● **TRY IT**:
Exactly reproduce the line containing "the vector store." together with every line after it, through the end of the entries, and give nothing more.

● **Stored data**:
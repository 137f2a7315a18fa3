use std::sync::Arc;
use std::sync::atomic::{AtomicBool, Ordering};
use tokio::signal;
use tokio::sync::broadcast;
use tracing::{error, info};

/// Broadcasts a single shutdown notification to every subscriber.
#[derive(Clone)]
pub struct ShutdownCoordinator {
    tx: broadcast::Sender<()>,
    shutdown_initiated: Arc<AtomicBool>,
}

impl ShutdownCoordinator {
    pub fn new() -> (Self, broadcast::Receiver<()>) {
        let (tx, rx) = broadcast::channel(1);
        let coordinator = Self {
            tx,
            shutdown_initiated: Arc::new(AtomicBool::new(false)),
        };
        (coordinator, rx)
    }

    pub fn subscribe(&self) -> broadcast::Receiver<()> {
        self.tx.subscribe()
    }

    pub fn is_shutting_down(&self) -> bool {
        self.shutdown_initiated.load(Ordering::Relaxed)
    }

    /// Notifies subscribers. Only the first call has an effect.
    pub fn shutdown(&self) {
        if self
            .shutdown_initiated
            .compare_exchange(false, true, Ordering::SeqCst, Ordering::SeqCst)
            .is_ok()
        {
            info!("Initiating graceful shutdown");
            let _ = self.tx.send(());
        }
    }

    /// Waits for SIGINT or SIGTERM, then calls [`shutdown`](Self::shutdown).
    pub async fn wait_for_signal(&self) {
        shutdown_signal().await;
        self.shutdown();
    }
}

impl Default for ShutdownCoordinator {
    fn default() -> Self {
        Self::new().0
    }
}

/// Resolves on Ctrl+C or SIGTERM.
///
/// If a handler cannot be installed its branch never resolves, so the
/// other signal still works.
pub async fn shutdown_signal() {
    let ctrl_c = async {
        if let Err(e) = signal::ctrl_c().await {
            error!("Failed to install Ctrl+C handler: {}", e);
            std::future::pending::<()>().await;
        }
    };

    #[cfg(unix)]
    let terminate = async {
        match signal::unix::signal(signal::unix::SignalKind::terminate()) {
            Ok(mut sig) => {
                sig.recv().await;
            }
            Err(e) => {
                error!("Failed to install SIGTERM handler: {}", e);
                std::future::pending::<()>().await;
            }
        }
    };

    #[cfg(not(unix))]
    let terminate = std::future::pending::<()>();

    tokio::select! {
        _ = ctrl_c => info!("Received SIGINT (Ctrl+C), shutting down gracefully"),
        _ = terminate => info!("Received SIGTERM, shutting down gracefully"),
    }
}
use axum::Router;

pub mod categories;
pub mod health;
pub mod images;
pub mod wallpapers;

/// Creates the API routes without the `/api` prefix.
/// The `/api` prefix will be added by the `create_router` helper.
pub fn routes(state: &crate::state::AppState) -> Router {
    Router::new()
        .nest("/wallpapers", wallpapers::router(state))
        .nest("/categories", categories::router(state))
        .nest("/images", images::router(state))
}

/// Router with the /ready endpoint, checking PostgreSQL and the vector store.
pub fn ready_router(state: crate::state::AppState) -> Router {
    use axum::routing::get;

    Router::new()
        .route("/ready", get(health::ready_handler))
        .with_state(state)
}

● **ANSWER TO THIS PROBLEM**:
/// Router with the /ready endpoint, checking PostgreSQL and the vector store.
pub fn ready_router(state: crate::state::AppState) -> Router {
    use axum::routing::get;

    Router::new()
        .route("/ready", get(health::ready_handler))
        .with_state(state)
}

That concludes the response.